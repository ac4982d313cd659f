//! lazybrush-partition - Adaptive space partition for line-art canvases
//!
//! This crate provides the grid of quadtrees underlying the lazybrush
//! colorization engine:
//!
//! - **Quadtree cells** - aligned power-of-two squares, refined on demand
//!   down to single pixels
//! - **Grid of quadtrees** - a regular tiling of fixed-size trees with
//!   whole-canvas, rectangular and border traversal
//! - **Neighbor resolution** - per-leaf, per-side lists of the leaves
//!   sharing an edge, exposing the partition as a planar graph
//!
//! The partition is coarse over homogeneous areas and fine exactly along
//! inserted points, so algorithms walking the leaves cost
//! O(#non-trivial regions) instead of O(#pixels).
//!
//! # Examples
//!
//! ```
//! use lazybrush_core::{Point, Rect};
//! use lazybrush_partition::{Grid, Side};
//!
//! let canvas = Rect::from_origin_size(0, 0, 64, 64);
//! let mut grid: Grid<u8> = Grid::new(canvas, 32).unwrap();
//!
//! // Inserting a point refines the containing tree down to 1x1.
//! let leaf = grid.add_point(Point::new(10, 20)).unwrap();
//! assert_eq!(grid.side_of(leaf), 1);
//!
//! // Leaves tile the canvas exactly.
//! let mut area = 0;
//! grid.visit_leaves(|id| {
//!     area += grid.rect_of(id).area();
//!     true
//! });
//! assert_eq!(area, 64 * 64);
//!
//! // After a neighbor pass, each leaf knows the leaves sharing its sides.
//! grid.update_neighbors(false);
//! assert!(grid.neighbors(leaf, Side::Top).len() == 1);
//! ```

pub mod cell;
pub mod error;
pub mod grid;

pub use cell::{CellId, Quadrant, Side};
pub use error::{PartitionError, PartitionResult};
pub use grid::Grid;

......

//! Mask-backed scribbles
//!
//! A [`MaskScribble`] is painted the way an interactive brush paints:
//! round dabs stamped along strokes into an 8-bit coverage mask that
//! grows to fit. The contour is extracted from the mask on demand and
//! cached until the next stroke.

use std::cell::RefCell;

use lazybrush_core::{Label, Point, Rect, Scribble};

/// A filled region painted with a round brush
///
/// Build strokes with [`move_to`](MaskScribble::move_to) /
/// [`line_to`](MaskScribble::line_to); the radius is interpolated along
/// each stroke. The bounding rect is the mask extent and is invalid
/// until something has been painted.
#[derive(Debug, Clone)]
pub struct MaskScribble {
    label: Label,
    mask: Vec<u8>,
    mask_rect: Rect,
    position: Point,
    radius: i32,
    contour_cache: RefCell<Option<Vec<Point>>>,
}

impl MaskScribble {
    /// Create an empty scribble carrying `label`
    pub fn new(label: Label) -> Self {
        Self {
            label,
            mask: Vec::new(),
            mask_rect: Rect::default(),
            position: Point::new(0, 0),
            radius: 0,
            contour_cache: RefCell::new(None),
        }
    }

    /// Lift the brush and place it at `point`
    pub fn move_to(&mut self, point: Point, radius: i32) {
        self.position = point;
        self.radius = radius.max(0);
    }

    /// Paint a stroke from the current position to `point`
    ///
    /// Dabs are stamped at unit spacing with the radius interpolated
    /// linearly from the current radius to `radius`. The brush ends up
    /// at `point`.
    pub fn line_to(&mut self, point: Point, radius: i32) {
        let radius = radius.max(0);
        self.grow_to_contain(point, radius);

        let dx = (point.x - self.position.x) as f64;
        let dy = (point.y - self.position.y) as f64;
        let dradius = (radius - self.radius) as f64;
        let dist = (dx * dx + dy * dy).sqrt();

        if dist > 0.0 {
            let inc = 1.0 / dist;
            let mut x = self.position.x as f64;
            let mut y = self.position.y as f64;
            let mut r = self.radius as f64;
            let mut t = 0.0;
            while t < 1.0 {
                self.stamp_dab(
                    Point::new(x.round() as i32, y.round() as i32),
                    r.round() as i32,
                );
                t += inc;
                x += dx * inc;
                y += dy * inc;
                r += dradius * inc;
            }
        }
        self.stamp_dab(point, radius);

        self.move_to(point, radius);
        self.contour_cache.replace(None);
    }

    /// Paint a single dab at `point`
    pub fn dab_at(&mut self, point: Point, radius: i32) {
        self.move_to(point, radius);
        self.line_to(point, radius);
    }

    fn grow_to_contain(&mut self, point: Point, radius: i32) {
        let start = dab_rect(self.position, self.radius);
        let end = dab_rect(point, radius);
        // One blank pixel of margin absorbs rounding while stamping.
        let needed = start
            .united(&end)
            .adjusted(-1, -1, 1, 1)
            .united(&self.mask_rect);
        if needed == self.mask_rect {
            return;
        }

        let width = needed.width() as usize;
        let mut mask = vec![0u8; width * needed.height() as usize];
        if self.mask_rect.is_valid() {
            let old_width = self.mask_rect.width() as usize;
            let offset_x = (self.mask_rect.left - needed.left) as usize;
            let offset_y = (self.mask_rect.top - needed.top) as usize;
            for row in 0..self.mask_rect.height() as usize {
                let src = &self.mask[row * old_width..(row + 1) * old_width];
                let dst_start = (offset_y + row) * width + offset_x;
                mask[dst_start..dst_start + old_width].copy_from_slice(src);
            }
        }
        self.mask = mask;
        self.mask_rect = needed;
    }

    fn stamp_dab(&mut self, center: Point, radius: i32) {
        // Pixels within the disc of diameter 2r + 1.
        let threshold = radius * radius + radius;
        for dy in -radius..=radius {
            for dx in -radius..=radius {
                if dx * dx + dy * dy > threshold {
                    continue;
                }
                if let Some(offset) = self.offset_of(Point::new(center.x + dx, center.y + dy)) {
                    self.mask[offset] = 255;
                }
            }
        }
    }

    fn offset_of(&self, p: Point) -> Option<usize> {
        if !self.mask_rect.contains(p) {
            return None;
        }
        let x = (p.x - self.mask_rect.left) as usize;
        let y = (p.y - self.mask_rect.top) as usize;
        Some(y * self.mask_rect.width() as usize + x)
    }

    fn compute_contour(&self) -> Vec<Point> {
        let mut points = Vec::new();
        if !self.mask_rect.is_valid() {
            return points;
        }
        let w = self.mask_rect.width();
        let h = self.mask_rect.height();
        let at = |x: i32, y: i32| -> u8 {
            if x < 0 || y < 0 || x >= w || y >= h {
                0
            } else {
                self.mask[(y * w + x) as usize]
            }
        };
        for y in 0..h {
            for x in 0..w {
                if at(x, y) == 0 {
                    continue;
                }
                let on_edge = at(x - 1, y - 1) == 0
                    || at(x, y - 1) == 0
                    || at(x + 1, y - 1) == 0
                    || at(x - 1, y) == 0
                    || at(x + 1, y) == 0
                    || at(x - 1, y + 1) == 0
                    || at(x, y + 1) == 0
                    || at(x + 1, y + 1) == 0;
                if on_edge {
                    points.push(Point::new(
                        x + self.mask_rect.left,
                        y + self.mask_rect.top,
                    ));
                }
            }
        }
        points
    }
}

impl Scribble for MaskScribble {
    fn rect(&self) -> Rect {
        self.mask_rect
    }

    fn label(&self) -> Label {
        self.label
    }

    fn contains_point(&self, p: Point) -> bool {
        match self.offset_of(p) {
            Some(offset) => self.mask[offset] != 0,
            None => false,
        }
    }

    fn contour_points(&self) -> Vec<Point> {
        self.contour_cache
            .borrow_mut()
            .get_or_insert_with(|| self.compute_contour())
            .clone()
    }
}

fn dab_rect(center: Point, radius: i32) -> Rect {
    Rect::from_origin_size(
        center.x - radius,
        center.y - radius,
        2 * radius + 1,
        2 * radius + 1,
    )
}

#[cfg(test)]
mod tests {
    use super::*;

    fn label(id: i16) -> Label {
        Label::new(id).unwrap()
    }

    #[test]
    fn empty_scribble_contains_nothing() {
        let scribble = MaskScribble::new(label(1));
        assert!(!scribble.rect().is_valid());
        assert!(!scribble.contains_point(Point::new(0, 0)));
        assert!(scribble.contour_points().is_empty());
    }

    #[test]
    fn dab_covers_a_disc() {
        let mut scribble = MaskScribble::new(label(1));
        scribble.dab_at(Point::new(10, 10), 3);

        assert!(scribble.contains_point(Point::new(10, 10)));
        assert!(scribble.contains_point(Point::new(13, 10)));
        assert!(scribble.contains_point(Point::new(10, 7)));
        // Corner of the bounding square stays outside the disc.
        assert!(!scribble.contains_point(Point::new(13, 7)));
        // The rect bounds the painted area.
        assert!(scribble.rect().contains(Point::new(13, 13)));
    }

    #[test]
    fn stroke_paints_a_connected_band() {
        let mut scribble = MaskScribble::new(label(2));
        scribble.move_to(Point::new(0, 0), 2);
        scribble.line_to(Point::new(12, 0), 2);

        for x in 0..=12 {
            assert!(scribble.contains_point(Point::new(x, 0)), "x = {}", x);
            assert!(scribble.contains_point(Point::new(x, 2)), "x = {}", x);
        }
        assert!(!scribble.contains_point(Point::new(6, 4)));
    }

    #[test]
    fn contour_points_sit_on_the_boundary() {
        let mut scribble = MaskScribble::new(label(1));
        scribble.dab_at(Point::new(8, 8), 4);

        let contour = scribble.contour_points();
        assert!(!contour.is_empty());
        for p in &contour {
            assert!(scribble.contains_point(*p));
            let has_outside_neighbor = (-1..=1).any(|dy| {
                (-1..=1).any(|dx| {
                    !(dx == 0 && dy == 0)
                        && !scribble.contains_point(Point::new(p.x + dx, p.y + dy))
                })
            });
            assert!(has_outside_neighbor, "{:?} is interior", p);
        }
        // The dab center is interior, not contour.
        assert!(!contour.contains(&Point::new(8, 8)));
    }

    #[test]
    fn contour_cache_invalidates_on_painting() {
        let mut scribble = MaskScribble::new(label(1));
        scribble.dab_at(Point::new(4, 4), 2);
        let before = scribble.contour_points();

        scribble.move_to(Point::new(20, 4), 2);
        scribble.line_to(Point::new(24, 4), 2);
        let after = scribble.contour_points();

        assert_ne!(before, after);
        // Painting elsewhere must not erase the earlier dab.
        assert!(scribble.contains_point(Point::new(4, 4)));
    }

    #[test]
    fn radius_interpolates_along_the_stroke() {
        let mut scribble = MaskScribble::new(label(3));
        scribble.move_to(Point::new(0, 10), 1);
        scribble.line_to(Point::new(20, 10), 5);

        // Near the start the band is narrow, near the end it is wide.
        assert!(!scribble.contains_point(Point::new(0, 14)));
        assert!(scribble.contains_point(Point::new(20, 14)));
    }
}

......

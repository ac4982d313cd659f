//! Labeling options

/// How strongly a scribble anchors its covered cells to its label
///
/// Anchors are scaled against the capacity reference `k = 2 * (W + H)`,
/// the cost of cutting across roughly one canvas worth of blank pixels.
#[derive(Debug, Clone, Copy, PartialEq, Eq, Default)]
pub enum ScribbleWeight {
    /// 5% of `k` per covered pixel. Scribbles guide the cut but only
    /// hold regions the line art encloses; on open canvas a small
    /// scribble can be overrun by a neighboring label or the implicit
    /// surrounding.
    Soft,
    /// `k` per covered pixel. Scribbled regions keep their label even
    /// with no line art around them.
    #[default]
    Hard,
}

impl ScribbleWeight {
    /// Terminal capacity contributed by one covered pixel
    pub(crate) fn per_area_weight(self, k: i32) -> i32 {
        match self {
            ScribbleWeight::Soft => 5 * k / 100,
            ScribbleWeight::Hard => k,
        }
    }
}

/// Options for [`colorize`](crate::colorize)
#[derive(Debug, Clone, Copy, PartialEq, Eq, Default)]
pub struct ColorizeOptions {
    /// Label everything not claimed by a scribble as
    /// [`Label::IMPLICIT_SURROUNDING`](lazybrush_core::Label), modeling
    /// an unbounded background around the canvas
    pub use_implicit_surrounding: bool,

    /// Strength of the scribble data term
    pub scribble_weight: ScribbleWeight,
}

......

Would you filter the entries above and keep each line that has the word "current"?

    /// Paint a stroke from the current position to `point`
    /// linearly from the current radius to `radius`. The brush ends up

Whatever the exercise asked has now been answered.